● **Your task**
What you return must match the listing word for word.

● **Extracted records**
use crate::models::snippet::DEFAULT_WIDGET_HOST;
use color_eyre::eyre::Context;
use color_eyre::{Help, Result};
use std::net::SocketAddr;
use std::sync::Arc;
use std::time::Duration;

/// 情感分析网关配置
#[derive(Debug, Clone)]
pub struct SentimentConfig {
    /// 模型服务的API Key
    ///
    /// 可通过环境变量 `ANTHROPIC_API_KEY` 设置。未设置时服务仍可启动，但情感分析请求会直接失败。
    pub api_key: Option<String>,

    /// 使用的模型，环境变量 `SENTIMENT_MODEL`
    pub model: String,

    /// 模型服务地址（不含 `/v1/messages`），环境变量 `SENTIMENT_API_URL`
    ///
    /// 测试时可以指向本地的mock服务
    pub api_url: String,

    /// 单次请求超时时间，环境变量 `SENTIMENT_TIMEOUT_SECS`
    pub timeout: Duration,
}

impl Default for SentimentConfig {
    fn default() -> Self {
        Self {
            api_key: None,
            model: "claude-3-5-haiku-20241022".to_string(),
            api_url: "https://api.anthropic.com".to_string(),
            timeout: Duration::from_secs(15),
        }
    }
}

/// 程序配置
#[derive(Debug, Clone)]
pub struct AppConfig {
    /// HTTP服务监听地址，环境变量 `BIND_ADDR`
    pub bind_addr: SocketAddr,

    /// 嵌入脚本中挂件的地址，环境变量 `WIDGET_HOST`
    pub widget_host: String,

    /// 启动时是否写入演示数据，环境变量 `SEED_DEMO_DATA`
    pub seed_demo_data: bool,

    /// 变更通知广播通道的容量，环境变量 `EVENT_CHANNEL_CAPACITY`
    ///
    /// 订阅者处理过慢时会丢失较早的通知（只影响界面刷新，不影响数据）
    pub event_channel_capacity: usize,

    /// 情感分析配置
    pub sentiment: SentimentConfig,
}

impl AppConfig {
    pub fn load() -> Result<Arc<AppConfig>> {
        // 加载.env文件中的数据注入到环境变量中，方便本地测试
        // 线上环境部署时会直接使用环境变量，不需要.env文件
        if dotenvy::dotenv().is_err() {
            tracing::debug!("未找到 .env 文件，直接使用环境变量");
        }

        let config = Self::from_lookup(|key| std::env::var(key).ok())?;
        Ok(Arc::new(config))
    }

    /// 从任意键值来源构建配置
    ///
    /// [`AppConfig::load`] 使用进程环境变量，测试时可以传入自定义的查找函数。
    pub fn from_lookup<F>(lookup: F) -> Result<AppConfig>
    where
        F: Fn(&str) -> Option<String>,
    {
        let bind_addr = lookup("BIND_ADDR")
            .unwrap_or_else(|| "0.0.0.0:8080".to_string())
            .parse::<SocketAddr>()
            .context("Can not parse BIND_ADDR")
            .suggestion("BIND_ADDR 需要是 `ip:port` 格式，例如 0.0.0.0:8080")?;

        let defaults = SentimentConfig::default();

        Ok(AppConfig {
            bind_addr,
            widget_host: lookup("WIDGET_HOST").unwrap_or_else(|| DEFAULT_WIDGET_HOST.to_string()),
            seed_demo_data: lookup("SEED_DEMO_DATA").map_or(true, |s| s.parse().unwrap_or(true)),
            event_channel_capacity: lookup("EVENT_CHANNEL_CAPACITY").map_or(64, |s| s.parse().unwrap_or(64)),
            sentiment: SentimentConfig {
                api_key: lookup("ANTHROPIC_API_KEY").filter(|k| !k.trim().is_empty()),
                model: lookup("SENTIMENT_MODEL").unwrap_or(defaults.model),
                api_url: lookup("SENTIMENT_API_URL").unwrap_or(defaults.api_url),
                timeout: lookup("SENTIMENT_TIMEOUT_SECS")
                    .and_then(|s| s.parse().ok())
                    .map_or(defaults.timeout, Duration::from_secs),
            },
        })
    }
}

● **Response**
use crate::models::snippet::DEFAULT_WIDGET_HOST;
use color_eyre::eyre::Context;
use color_eyre::{Help, Result};
use std::net::SocketAddr;
use std::sync::Arc;
use std::time::Duration;

/// 情感分析网关配置
#[derive(Debug, Clone)]
pub struct SentimentConfig {
    /// 模型服务的API Key
    ///
    /// 可通过环境变量 `ANTHROPIC_API_KEY` 设置。未设置时服务仍可启动，但情感分析请求会直接失败。
    pub api_key: Option<String>,

    /// 使用的模型，环境变量 `SENTIMENT_MODEL`
    pub model: String,

    /// 模型服务地址（不含 `/v1/messages`），环境变量 `SENTIMENT_API_URL`
    ///
    /// 测试时可以指向本地的mock服务
    pub api_url: String,

    /// 单次请求超时时间，环境变量 `SENTIMENT_TIMEOUT_SECS`
    pub timeout: Duration,
}

impl Default for SentimentConfig {
    fn default() -> Self {
        Self {
            api_key: None,
            model: "claude-3-5-haiku-20241022".to_string(),
            api_url: "https://api.anthropic.com".to_string(),
            timeout: Duration::from_secs(15),
        }
    }
}

/// 程序配置
#[derive(Debug, Clone)]
pub struct AppConfig {
    /// HTTP服务监听地址，环境变量 `BIND_ADDR`
    pub bind_addr: SocketAddr,

    /// 嵌入脚本中挂件的地址，环境变量 `WIDGET_HOST`
    pub widget_host: String,

    /// 启动时是否写入演示数据，环境变量 `SEED_DEMO_DATA`
    pub seed_demo_data: bool,

    /// 变更通知广播通道的容量，环境变量 `EVENT_CHANNEL_CAPACITY`
    ///
    /// 订阅者处理过慢时会丢失较早的通知（只影响界面刷新，不影响数据）
    pub event_channel_capacity: usize,

    /// 情感分析配置
    pub sentiment: SentimentConfig,
}

impl AppConfig {
    pub fn load() -> Result<Arc<AppConfig>> {
        // 加载.env文件中的数据注入到环境变量中，方便本地测试
        // 线上环境部署时会直接使用环境变量，不需要.env文件
        if dotenvy::dotenv().is_err() {
            tracing::debug!("未找到 .env 文件，直接使用环境变量");
        }

        let config = Self::from_lookup(|key| std::env::var(key).ok())?;
        Ok(Arc::new(config))
    }

    /// 从任意键值来源构建配置
    ///
    /// [`AppConfig::load`] 使用进程环境变量，测试时可以传入自定义的查找函数。
    pub fn from_lookup<F>(lookup: F) -> Result<AppConfig>
    where
        F: Fn(&str) -> Option<String>,
    {
        let bind_addr = lookup("BIND_ADDR")
            .unwrap_or_else(|| "0.0.0.0:8080".to_string())
            .parse::<SocketAddr>()
            .context("Can not parse BIND_ADDR")
            .suggestion("BIND_ADDR 需要是 `ip:port` 格式，例如 0.0.0.0:8080")?;

        let defaults = SentimentConfig::default();

        Ok(AppConfig {
            bind_addr,
            widget_host: lookup("WIDGET_HOST").unwrap_or_else(|| DEFAULT_WIDGET_HOST.to_string()),
            seed_demo_data: lookup("SEED_DEMO_DATA").map_or(true, |s| s.parse().unwrap_or(true)),
            event_channel_capacity: lookup("EVENT_CHANNEL_CAPACITY").map_or(64, |s| s.parse().unwrap_or(64)),
            sentiment: SentimentConfig {
                api_key: lookup("ANTHROPIC_API_KEY").filter(|k| !k.trim().is_empty()),
                model: lookup("SENTIMENT_MODEL").unwrap_or(defaults.model),
                api_url: lookup("SENTIMENT_API_URL").unwrap_or(defaults.api_url),
                timeout: lookup("SENTIMENT_TIMEOUT_SECS")
                    .and_then(|s| s.parse().ok())
                    .map_or(defaults.timeout, Duration::from_secs),
            },
        })
    }
}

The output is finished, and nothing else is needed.